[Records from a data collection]
'''

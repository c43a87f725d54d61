use axum::{
    extract::State,
    http::{StatusCode, header},
    response::IntoResponse,
};

use crate::state::SharedState;

/// `GET /metrics`
///
/// Prometheus text exposition format.
pub async fn metrics(State(state): State<SharedState>) -> impl IntoResponse {
    (
        StatusCode::OK,
        [(header::CONTENT_TYPE, "text/plain; version=0.0.4")],
        state.metrics.gather_text(),
    )
}
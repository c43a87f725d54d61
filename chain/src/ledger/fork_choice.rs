//! Fork-choice rule for selecting the best chain.

use crate::types::Block;

/// Abstraction over fork-choice rules.
///
/// Given the current chain and a candidate chain, a fork-choice
/// implementation decides whether the candidate should replace it. It
/// does not check validity; callers validate the winner separately.
pub trait ForkChoice {
    /// Returns `true` if `candidate` should replace `current`.
    fn should_replace(&self, current: &[Block], candidate: &[Block]) -> bool;

    /// Picks the preferred chain among `candidates`, scanning in order.
    ///
    /// Returns the index of the winner, or `None` if `candidates` is empty.
    /// Earlier candidates win ties.
    fn select(&self, candidates: &[&[Block]]) -> Option<usize> {
        let mut best: Option<usize> = None;
        for (i, chain) in candidates.iter().enumerate() {
            match best {
                None => best = Some(i),
                Some(b) if self.should_replace(candidates[b], chain) => best = Some(i),
                Some(_) => {}
            }
        }
        best
    }
}

/// Simple "longest chain" fork choice.
///
/// - A candidate strictly longer than the current chain replaces it.
/// - If the lengths are equal or the candidate is shorter, the current
///   chain remains unchanged.
#[derive(Clone, Copy, Debug, Default)]
pub struct LongestChainForkChoice;

impl ForkChoice for LongestChainForkChoice {
    fn should_replace(&self, current: &[Block], candidate: &[Block]) -> bool {
        candidate.len() > current.len()
    }
}
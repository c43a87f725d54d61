//! In-memory vote store.
//!
//! This implementation is useful for unit tests and `--in-memory` nodes.
//! Every collection lives behind a single mutex; nothing survives a
//! restart.

use std::collections::{BTreeMap, HashMap};
use std::sync::{Mutex, MutexGuard};

use crate::ledger::store::VoteStore;
use crate::types::{Announcement, Block, Candidate, Citizen, Results, Voter};

use super::StorageError;

#[derive(Default)]
struct Collections {
    chain: Vec<Block>,
    voters: BTreeMap<String, Voter>,
    candidates: Vec<Candidate>,
    citizens: Vec<Citizen>,
    relations: HashMap<String, String>,
    announcement: Option<Announcement>,
    results: Option<Results>,
}

/// In-memory implementation of [`VoteStore`].
#[derive(Default)]
pub struct InMemoryStore {
    inner: Mutex<Collections>,
}

impl InMemoryStore {
    /// Creates a new, empty in-memory store.
    pub fn new() -> Self {
        Self::default()
    }

    fn lock(&self) -> Result<MutexGuard<'_, Collections>, StorageError> {
        self.inner.lock().map_err(|_| StorageError::Poisoned)
    }
}

impl VoteStore for InMemoryStore {
    fn read_chain(&self) -> Result<Vec<Block>, StorageError> {
        Ok(self.lock()?.chain.clone())
    }

    fn write_chain(&self, chain: &[Block]) -> Result<(), StorageError> {
        self.lock()?.chain = chain.to_vec();
        Ok(())
    }

    fn clear_chains(&self) -> Result<(), StorageError> {
        self.lock()?.chain.clear();
        Ok(())
    }

    fn read_voters(&self) -> Result<Vec<Voter>, StorageError> {
        Ok(self.lock()?.voters.values().cloned().collect())
    }

    fn read_voter(&self, identifier: &str) -> Result<Option<Voter>, StorageError> {
        Ok(self.lock()?.voters.get(identifier).cloned())
    }

    fn update_voter(&self, identifier: &str, voter: &Voter) -> Result<(), StorageError> {
        self.lock()?
            .voters
            .insert(identifier.to_string(), voter.clone());
        Ok(())
    }

    fn clear_voters(&self) -> Result<(), StorageError> {
        self.lock()?.voters.clear();
        Ok(())
    }

    fn read_candidates(&self) -> Result<Vec<Candidate>, StorageError> {
        Ok(self.lock()?.candidates.clone())
    }

    fn write_candidates(&self, candidates: &[Candidate]) -> Result<(), StorageError> {
        self.lock()?.candidates = candidates.to_vec();
        Ok(())
    }

    fn read_citizens(&self) -> Result<Vec<Citizen>, StorageError> {
        Ok(self.lock()?.citizens.clone())
    }

    fn write_citizens(&self, citizens: &[Citizen]) -> Result<(), StorageError> {
        self.lock()?.citizens = citizens.to_vec();
        Ok(())
    }

    fn read_announcement(&self) -> Result<Option<Announcement>, StorageError> {
        Ok(self.lock()?.announcement.clone())
    }

    fn write_announcement(&self, announcement: &Announcement) -> Result<(), StorageError> {
        self.lock()?.announcement = Some(announcement.clone());
        Ok(())
    }

    fn read_results(&self) -> Result<Option<Results>, StorageError> {
        Ok(self.lock()?.results.clone())
    }

    fn write_results(&self, results: &Results) -> Result<(), StorageError> {
        self.lock()?.results = Some(results.clone());
        Ok(())
    }

    fn clear_results(&self) -> Result<(), StorageError> {
        self.lock()?.results = None;
        Ok(())
    }

    fn read_voter_citizen_relation(
        &self,
        electoral_id: &str,
    ) -> Result<Option<String>, StorageError> {
        Ok(self.lock()?.relations.get(electoral_id).cloned())
    }

    fn write_voter_citizen_relation(
        &self,
        electoral_id: &str,
        identifier: &str,
    ) -> Result<(), StorageError> {
        self.lock()?
            .relations
            .insert(electoral_id.to_string(), identifier.to_string());
        Ok(())
    }
}

#[cfg(test)]
mod tests {
    use super::*;
    use chrono::Utc;

    fn dummy_voter(identifier: &str) -> Voter {
        Voter {
            identifier: identifier.to_string(),
            electoral_id: "aa".to_string(),
            electoral_iv: "bb".to_string(),
            choice_code: "cc".to_string(),
            iv: "dd".to_string(),
            state: true,
            vote_time: Utc::now(),
        }
    }

    #[test]
    fn chain_write_replaces_previous_chain() {
        let store = InMemoryStore::new();
        store
            .write_chain(&[Block::genesis(), Block::genesis()])
            .expect("write");
        store.write_chain(&[Block::genesis()]).expect("write");

        assert_eq!(store.read_chain().expect("read").len(), 1);

        store.clear_chains().expect("clear");
        assert!(store.read_chain().expect("read").is_empty());
    }

    #[test]
    fn update_voter_overwrites_by_identifier() {
        let store = InMemoryStore::new();
        let mut voter = dummy_voter("voter-0001");
        store.update_voter("voter-0001", &voter).expect("insert");

        voter.choice_code = "ee".to_string();
        store.update_voter("voter-0001", &voter).expect("update");

        let voters = store.read_voters().expect("read");
        assert_eq!(voters.len(), 1);
        assert_eq!(voters[0].choice_code, "ee");
        assert!(store.read_voter("missing").expect("read").is_none());

        store.clear_voters().expect("clear");
        assert!(store.read_voters().expect("read").is_empty());
    }

    #[test]
    fn relation_lookup_resolves_identifier() {
        let store = InMemoryStore::new();
        store
            .write_voter_citizen_relation("AO-000123", "voter-0001")
            .expect("write");

        assert_eq!(
            store
                .read_voter_citizen_relation("AO-000123")
                .expect("read")
                .as_deref(),
            Some("voter-0001")
        );
        assert!(
            store
                .read_voter_citizen_relation("AO-999999")
                .expect("read")
                .is_none()
        );
    }
}
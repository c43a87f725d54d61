//! Tally engine.
//!
//! - [`engine`]: the pure replay function and the winner rule.
//! - [`contract`]: the election lifecycle, store reloads and result
//!   persistence around it.

pub mod contract;
pub mod engine;

pub use contract::ElectionContract;
pub use engine::{TallyError, TallySnapshot, tally, winning_candidate};
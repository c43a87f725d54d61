//! Tally replay.
//!
//! [`tally`] recomputes every derived count from scratch: candidate
//! `num_votes` start at zero, every province starts with an explicit zero
//! for each party, and a per-pass processed set guarantees that each
//! identifier is counted at most once. Running it twice over the same
//! snapshot yields the same numbers.

use std::collections::{BTreeMap, BTreeSet, HashMap, HashSet};

use chrono::{DateTime, Utc};
use thiserror::Error;

use crate::config::TallyConfig;
use crate::crypto::{CipherSuite, CryptoError};
use crate::storage::StorageError;
use crate::types::{
    Announcement, Candidate, CandidateResult, Citizen, ElectionState, ProvinceTally, Results, Voter,
};

/// Errors raised by the tally.
#[derive(Debug, Error)]
pub enum TallyError {
    #[error("no election announcement has been published")]
    MissingAnnouncement,
    #[error("announcement voting window ends before it starts")]
    InvalidWindow,
    #[error("voter record is missing encrypted identity fields")]
    InvalidVoter,
    #[error(transparent)]
    Crypto(#[from] CryptoError),
    #[error("failed to persist results: {0}")]
    Persistence(#[from] StorageError),
}

/// Immutable inputs of one replay.
#[derive(Clone, Debug, Default)]
pub struct TallySnapshot {
    pub candidates: Vec<Candidate>,
    pub voters: Vec<Voter>,
    pub citizens: Vec<Citizen>,
    pub announcement: Option<Announcement>,
}

/// Why a voter record was not counted.
enum Skip {
    OutsideWindow,
    Undecryptable(CryptoError),
    UnknownCandidate(String),
}

/// Mutable accumulators of one replay.
struct Pass<'a> {
    candidates: Vec<Candidate>,
    by_code: HashMap<String, usize>,
    citizens: HashMap<&'a str, &'a Citizen>,
    provinces: BTreeMap<String, ProvinceTally>,
}

impl Pass<'_> {
    /// Counts one ballot.
    fn place_vote(
        &mut self,
        voter: &Voter,
        announcement: &Announcement,
        state: ElectionState,
        ciphers: &CipherSuite,
    ) -> Result<(), Skip> {
        if !state.is_live() || !announcement.window_contains(voter.vote_time) {
            return Err(Skip::OutsideWindow);
        }

        let choice = ciphers
            .vote
            .decrypt(&voter.choice_cipher())
            .map_err(Skip::Undecryptable)?;
        let code = choice.trim();

        let idx = *self
            .by_code
            .get(code)
            .ok_or_else(|| Skip::UnknownCandidate(code.to_string()))?;
        self.candidates[idx].num_votes += 1;

        self.record_province(voter, idx, ciphers);
        Ok(())
    }

    /// Attributes a counted vote to the voter's province.
    ///
    /// Failures are logged only; the vote itself stays counted.
    fn record_province(&mut self, voter: &Voter, idx: usize, ciphers: &CipherSuite) {
        let electoral_id = match ciphers.identifier.decrypt(&voter.electoral_id_cipher()) {
            Ok(id) => id,
            Err(e) => {
                tracing::warn!(identifier = %voter.identifier, error = %e, "cannot decrypt electoral id");
                return;
            }
        };

        let Some(citizen) = self.citizens.get(electoral_id.as_str()) else {
            tracing::info!(identifier = %voter.identifier, "citizen not found for voter");
            return;
        };

        let party = &self.candidates[idx].party;
        match self.provinces.get_mut(&citizen.province) {
            Some(stats) => {
                if !stats.record(party) {
                    tracing::warn!(party = %party, "party missing from province statistics");
                }
            }
            None => {
                tracing::info!(province = %citizen.province, "vote from unknown province not attributed");
            }
        }
    }
}

/// Replays `snapshot.voters` against the reference data.
///
/// A voter counts when it is confirmed (`state == true`), is not a
/// sentinel, has not been counted earlier in this pass, was cast inside
/// the announced window while the election is live, and decrypts to a
/// known candidate code.
///
/// The window test uses each ballot's recorded `vote_time`, not the time
/// of the replay: a replay after the window closes still counts ballots
/// cast inside it, and a ballot stamped outside it is never counted.
pub fn tally(
    snapshot: &TallySnapshot,
    ciphers: &CipherSuite,
    config: &TallyConfig,
    state: ElectionState,
    now: DateTime<Utc>,
) -> Result<Results, TallyError> {
    let announcement = snapshot
        .announcement
        .as_ref()
        .ok_or(TallyError::MissingAnnouncement)?;
    if !announcement.has_valid_window() {
        return Err(TallyError::InvalidWindow);
    }

    let candidates: Vec<Candidate> = snapshot
        .candidates
        .iter()
        .cloned()
        .map(|mut c| {
            c.num_votes = 0;
            c
        })
        .collect();
    let by_code = candidates
        .iter()
        .enumerate()
        .map(|(i, c)| (c.code.clone(), i))
        .collect();

    let parties: BTreeSet<&str> = snapshot.candidates.iter().map(|c| c.party.as_str()).collect();
    let provinces = config
        .provinces
        .iter()
        .map(|p| (p.clone(), ProvinceTally::zeroed(parties.iter().copied())))
        .collect();

    let mut pass = Pass {
        candidates,
        by_code,
        citizens: snapshot
            .citizens
            .iter()
            .map(|c| (c.electoral_id.as_str(), c))
            .collect(),
        provinces,
    };

    let mut processed: HashSet<&str> = HashSet::new();
    let mut counted: u64 = 0;
    let mut sum_minutes: f64 = 0.0;

    for voter in &snapshot.voters {
        let id = voter.identifier.as_str();
        if processed.contains(id) {
            tracing::debug!(identifier = %id, "voter already counted in this pass");
            continue;
        }
        if config.sentinel_identifiers.iter().any(|s| s == id) {
            continue;
        }
        if !voter.state {
            continue;
        }

        match pass.place_vote(voter, announcement, state, ciphers) {
            Ok(()) => {
                processed.insert(id);
                counted += 1;
                let minutes = (voter.vote_time - announcement.start_time_voting).num_milliseconds()
                    as f64
                    / 60_000.0;
                if minutes >= 0.0 {
                    sum_minutes += minutes;
                }
            }
            Err(Skip::Undecryptable(e)) => {
                tracing::warn!(identifier = %id, error = %e, "cannot decrypt ballot; skipped");
            }
            Err(Skip::UnknownCandidate(code)) => {
                tracing::info!(identifier = %id, code = %code, "candidate does not exist; skipped");
            }
            Err(Skip::OutsideWindow) => {
                tracing::debug!(identifier = %id, "ballot outside the voting window; skipped");
            }
        }
    }

    let winner = winning_candidate(&pass.candidates).cloned();

    let num_voters = announcement.num_of_voters;
    let candidates_result = pass
        .candidates
        .iter()
        .map(|c| CandidateResult {
            num_votes: c.num_votes,
            percentage: if num_voters > 0 {
                (c.num_votes as f64 * 100.0) / num_voters as f64
            } else {
                0.0
            },
            candidate: c.clone(),
        })
        .collect();

    let province_sum: u64 = pass.provinces.values().map(|p| p.sum).sum();
    let average_vote_per_province = if config.provinces.is_empty() {
        0.0
    } else {
        province_sum as f64 / config.provinces.len() as f64
    };

    let mut votes_per_party: BTreeMap<String, u64> =
        parties.iter().map(|p| (p.to_string(), 0)).collect();
    for stats in pass.provinces.values() {
        for (party, n) in &stats.parties {
            *votes_per_party.entry(party.clone()).or_default() += n;
        }
    }

    let days = (announcement.end_time_voting.date_naive() - announcement.start_time_voting.date_naive())
        .num_days()
        .max(0)
        + 1;

    Ok(Results {
        start_time: announcement.start_time_voting.timestamp_millis(),
        end_time: announcement.end_time_voting.timestamp_millis(),
        winner,
        expected_total_votes: num_voters,
        total_votes_received: counted,
        total_candidates: announcement.num_of_candidates,
        average_time_per_vote: if counted > 0 {
            sum_minutes / counted as f64
        } else {
            0.0
        },
        candidates_result,
        votes_per_province: pass.provinces,
        average_vote_per_province,
        votes_per_day: counted as f64 / days as f64,
        votes_per_party,
        computed_at: now,
    })
}

/// Returns the candidate with strictly the most votes.
///
/// `None` when nobody has a vote or when two or more candidates share the
/// maximum.
pub fn winning_candidate(candidates: &[Candidate]) -> Option<&Candidate> {
    let top = candidates.iter().max_by_key(|c| c.num_votes)?;
    if top.num_votes == 0 {
        return None;
    }
    let tied = candidates
        .iter()
        .filter(|c| c.num_votes == top.num_votes)
        .count();
    (tied == 1).then_some(top)
}
//! Metrics and instrumentation for the ledger.
//!
//! Typical usage in a node:
//!
//! ```ignore
//! use std::sync::Arc;
//! use votechain::metrics::MetricsRegistry;
//!
//! let registry = Arc::new(MetricsRegistry::new()?);
//!
//! // Elsewhere in the code:
//! registry.ledger.blocks_mined.inc();
//! registry.ledger.tally_replay_seconds.observe(duration_secs);
//!
//! // And in the `/metrics` handler:
//! let body = registry.gather_text();
//! ```

pub mod prometheus;

pub use prometheus::{LedgerMetrics, MetricsRegistry};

'''

Assigned task
In the records above, find the line containing "text exposition format." and restate word for word every line from the first through that one.

Response area
repository c43a87f725d54d61
use axum::{
    extract::State,
    http::{StatusCode, header},
    response::IntoResponse,
};

use crate::state::SharedState;

/// `GET /metrics`
///
/// Prometheus text exposition format.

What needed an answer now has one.